Good CPI = Crypto rises
Bad CPI = Crypto falls

But what really influences the market is:

After CPI is released, how will the U.S. 10-year Treasury yield move?



Why are yields more important than CPI?

Because yields represent the global funding cost standard.

Simply put:

Yield rises:

✔ The dollar becomes more attractive
✔ Risk assets come under pressure
✔ Stocks and cryptocurrencies are pressured

Yield falls:

✔ Funds start seeking higher-yield assets
✔ Risk appetite increases
✔ Crypto benefits



Bullish scenario

If tonight:

✅ CPI is below expectations

Or

✅ Core CPI cools down

The market will think:

Inflation is cooling.

Then:

* U.S. Treasury yields decline
* The dollar index retreats
* Risk assets rise

The biggest beneficiaries could be:

BTC → ETH → SOL → ADA → HYPE



Neutral scenario

If the data fully meets expectations:

The market is likely to continue oscillating.

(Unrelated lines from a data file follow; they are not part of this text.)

#[cfg(test)]
mod tests {
    use std::io::Write;
    use std::sync::Mutex;
    use std::sync::atomic::{AtomicU32, Ordering};
    use std::time::Duration;

    use async_trait::async_trait;
    use chunkline_protocol::messages::ChunkResult;
    use chunkline_protocol::{FailureKind, MIN_CHUNK_SIZE, UploadStatus};
    use chunkline_recovery::{RecoveryConfig, RetryPolicy};
    use chunkline_store::{MemoryUploadStore, RetryLogRepo, SessionRepo, StoreError};
    use chunkline_transfer::{
        ChunkIngest, ChunkUploader, FinalizeConfig, SessionConfig, UploadResult,
        calculate_file_checksum,
    };
    use tempfile::NamedTempFile;

    use super::*;

    const CHUNK: u64 = MIN_CHUNK_SIZE;

    enum Mode {
        Ok,
        Transient(AtomicU32),
        Fatal,
    }

    /// Records which chunks were sent and injects failures on demand.
    struct TestUploader {
        inner: ChunkIngest,
        mode: Mode,
        sent: Mutex<Vec<u32>>,
    }

    #[async_trait]
    impl ChunkUploader for TestUploader {
        async fn upload_chunk(
            &self,
            upload_id: UploadId,
            chunk_number: u32,
            data: &[u8],
        ) -> UploadResult<ChunkResult> {
            self.sent.lock().unwrap().push(chunk_number);
            match &self.mode {
                Mode::Ok => {}
                Mode::Transient(left) => {
                    if left
                        .fetch_update(Ordering::SeqCst, Ordering::SeqCst, |n| n.checked_sub(1))
                        .is_ok()
                    {
                        return Err(UploadError::ChunkUploadFailed {
                            chunk: chunk_number,
                            kind: FailureKind::NetworkTimeout,
                            source: StoreError::Timeout("flaky link".into()),
                        });
                    }
                }
                Mode::Fatal => {
                    return Err(UploadError::InvalidChunk("rejected by server".into()));
                }
            }
            self.inner.put_chunk(upload_id, chunk_number, data).await
        }
    }

    struct Fixture {
        store: Arc<MemoryUploadStore>,
        sessions: SessionManager,
        ingest: ChunkIngest,
        uploader: Arc<TestUploader>,
        driver: UploadDriver,
        file: NamedTempFile,
    }

    impl Fixture {
        fn new(mode: Mode, file_size: usize, max_retries: u32) -> Self {
            let store = Arc::new(MemoryUploadStore::new());
            let sessions = SessionManager::new(store.clone(), SessionConfig::default());
            let ingest = ChunkIngest::new(sessions.clone());
            let uploader = Arc::new(TestUploader {
                inner: ingest.clone(),
                mode,
                sent: Mutex::new(Vec::new()),
            });
            let recovery = Arc::new(RecoveryEngine::new(
                sessions.clone(),
                uploader.clone(),
                RecoveryConfig {
                    retry: RetryPolicy {
                        max_retries,
                        base_delay: Duration::from_millis(1),
                        ..RetryPolicy::default()
                    },
                    ..RecoveryConfig::default()
                },
            ));
            let finalizer = Arc::new(Finalizer::new(store.clone(), FinalizeConfig::default()));
            let progress = Arc::new(ProgressTracker::new(store.clone(), 10));
            let driver = UploadDriver::new(
                sessions.clone(),
                recovery,
                finalizer,
                progress,
                DriverConfig {
                    parallelism: 2,
                    chunk_size: Some(CHUNK),
                },
            );

            let mut file = NamedTempFile::new().unwrap();
            let data: Vec<u8> = (0..file_size).map(|i| (i % 251) as u8).collect();
            file.write_all(&data).unwrap();
            file.flush().unwrap();

            Self {
                store,
                sessions,
                ingest,
                uploader,
                driver,
                file,
            }
        }

        fn sent(&self) -> Vec<u32> {
            let mut sent = self.uploader.sent.lock().unwrap().clone();
            sent.sort_unstable();
            sent
        }
    }

    fn drain(rx: &mut mpsc::Receiver<DriverEvent>) -> Vec<DriverEvent> {
        let mut events = Vec::new();
        while let Ok(e) = rx.try_recv() {
            events.push(e);
        }
        events
    }

    #[tokio::test]
    async fn uploads_and_finalizes_whole_file() {
        let mut fx = Fixture::new(Mode::Ok, (3 * CHUNK + CHUNK / 2) as usize, 3);
        let mut events = fx.driver.take_events().unwrap();
        assert!(fx.driver.take_events().is_none());

        let result = fx
            .driver
            .upload_file(fx.file.path(), OwnerContext::default())
            .await
            .unwrap();
        assert_eq!(result.chunks_sent, 4);
        assert_eq!(result.chunks_skipped, 0);
        assert_eq!(result.bytes_sent, 3 * CHUNK + CHUNK / 2);
        assert_eq!(result.artifact.file_size, result.bytes_sent);
        assert_eq!(
            result.artifact.checksum.as_deref(),
            Some(calculate_file_checksum(fx.file.path()).unwrap().as_str())
        );
        assert!(fx.store.get_session(result.upload_id).await.unwrap().is_none());
        assert_eq!(fx.sent(), vec![1, 2, 3, 4]);

        let events = drain(&mut events);
        let progress = events
            .iter()
            .filter(|e| matches!(e, DriverEvent::Progress(_)))
            .count();
        assert_eq!(progress, 4);
        assert!(matches!(events.last(), Some(DriverEvent::Completed(_))));
    }

    #[tokio::test]
    async fn resume_sends_only_missing_chunks() {
        let fx = Fixture::new(Mode::Ok, (4 * CHUNK) as usize, 3);
        let session = fx
            .sessions
            .initialize(FileMetadata {
                file_name: "clip.mov".into(),
                file_size: 4 * CHUNK,
                chunk_size: Some(CHUNK),
                owner: OwnerContext::default(),
            })
            .await
            .unwrap();
        for n in [1, 3] {
            let chunk = read_chunk(fx.file.path(), CHUNK, n).await.unwrap();
            fx.ingest.put_chunk(session.id, n, &chunk.data).await.unwrap();
        }

        let result = fx
            .driver
            .resume_file(session.id, fx.file.path())
            .await
            .unwrap();
        assert_eq!(fx.sent(), vec![2, 4]);
        assert_eq!(result.chunks_sent, 2);
        assert_eq!(result.chunks_skipped, 2);
        assert_eq!(
            result.artifact.checksum.as_deref(),
            Some(calculate_file_checksum(fx.file.path()).unwrap().as_str())
        );
    }

    #[tokio::test]
    async fn resume_rejects_a_different_file() {
        let fx = Fixture::new(Mode::Ok, (2 * CHUNK) as usize, 3);
        let session = fx
            .sessions
            .initialize(FileMetadata {
                file_name: "clip.mov".into(),
                file_size: 3 * CHUNK,
                chunk_size: Some(CHUNK),
                owner: OwnerContext::default(),
            })
            .await
            .unwrap();

        let err = fx
            .driver
            .resume_file(session.id, fx.file.path())
            .await
            .unwrap_err();
        assert!(matches!(err, DriverError::FileMismatch { .. }));
        assert!(fx.sent().is_empty());
    }

    #[tokio::test]
    async fn transient_failures_are_retried() {
        let fx = Fixture::new(Mode::Transient(AtomicU32::new(2)), (2 * CHUNK) as usize, 3);
        let result = fx
            .driver
            .upload_file(fx.file.path(), OwnerContext::default())
            .await
            .unwrap();
        assert_eq!(result.chunks_sent, 2);
        assert_eq!(fx.uploader.sent.lock().unwrap().len(), 4);
        let failures = fx
            .store
            .list_retries(result.upload_id)
            .await
            .unwrap()
            .into_iter()
            .filter(|e| !e.success)
            .count();
        assert_eq!(failures, 2);
    }

    #[tokio::test]
    async fn exhausted_retries_leave_upload_resumable() {
        let mut fx = Fixture::new(Mode::Transient(AtomicU32::new(100)), CHUNK as usize, 2);
        let mut events = fx.driver.take_events().unwrap();

        let err = fx
            .driver
            .upload_file(fx.file.path(), OwnerContext::default())
            .await
            .unwrap_err();
        assert!(err.is_resumable());

        let events = drain(&mut events);
        let Some(DriverEvent::Failed {
            upload_id: Some(id),
            ..
        }) = events.last()
        else {
            panic!("expected a failure event, got {events:?}");
        };
        assert!(events.iter().any(|e| matches!(e, DriverEvent::ChunkFailed { chunk: 1, .. })));
        let session = fx.store.get_session(*id).await.unwrap().unwrap();
        assert!(session.status.is_active());
    }

    #[tokio::test]
    async fn fatal_chunk_error_fails_the_upload() {
        let mut fx = Fixture::new(Mode::Fatal, (2 * CHUNK) as usize, 3);
        let mut events = fx.driver.take_events().unwrap();

        let err = fx
            .driver
            .upload_file(fx.file.path(), OwnerContext::default())
            .await
            .unwrap_err();
        assert!(matches!(
            err,
            DriverError::Recovery(RecoveryError::Upload(UploadError::InvalidChunk(_)))
        ));

        let events = drain(&mut events);
        let id = events
            .iter()
            .find_map(|e| match e {
                DriverEvent::ChunkFailed { upload_id, .. } => Some(*upload_id),
                _ => None,
            })
            .unwrap();
        let session = fx.store.get_session(id).await.unwrap().unwrap();
        assert_eq!(session.status, UploadStatus::Failed);
    }

    #[tokio::test]
    async fn cancelled_driver_sends_nothing() {
        let mut fx = Fixture::new(Mode::Ok, (2 * CHUNK) as usize, 3);
        let mut events = fx.driver.take_events().unwrap();
        fx.driver.cancel_token().cancel();

        let err = fx
            .driver
            .upload_file(fx.file.path(), OwnerContext::default())
            .await
            .unwrap_err();
        assert!(matches!(err, DriverError::Cancelled));
        assert!(fx.sent().is_empty());

        let events = drain(&mut events);
        let Some(DriverEvent::Failed {
            upload_id: Some(id),
            ..
        }) = events.last()
        else {
            panic!("expected a failure event");
        };
        let session = fx.store.get_session(*id).await.unwrap().unwrap();
        assert_eq!(session.status, UploadStatus::Initialized);
    }
}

Because current prices have already priced in most expectations.

In this case:

An upward trend is hard to sustain;

A decline also lacks sufficient reason.



Bearish scenario

If:

❌ CPI significantly exceeds expectations

Especially if core CPI rises again

The market will reprice:

* Delay in rate cuts
* Prolonged high interest rates
* Liquidity tightening

At that point:

The 10-year Treasury yield might spike:

4.6% → 4.7% → 4.8%

Risk assets will face pressure.



The signal I pay most attention to

Is not the CPI number itself.

But whether:

BTC and U.S. Treasury yields rise in tandem

If it happens:

* Yields rise
* BTC also rises

This is actually a super strong signal.

It indicates that institutions have started ignoring the impact of interest rates.

Funds are rushing to buy truly scarce digital assets.



For spot players

In the short term:

CPI determines the volatility in the coming weeks.

In the long term:

The key factors for a bull market are still:

✔ Continuous accumulation of ETFs
✔ U.S. strategic reserve logic
✔ Wall Street capital inflows
✔ On-chain securitization and RWA development
✔ AI and digital finance integration

These core principles have not changed.



My view

The market can never precisely bottom out.

But it can continuously deploy in undervalued areas.

Instead of guessing whether the next candle will go up or down,

Think about which assets will become the core holdings that institutions truly want to hold when the next bull market arrives.

Do you think after tonight’s CPI release:

Will BTC surge to new highs first, or will it complete one last shakeout?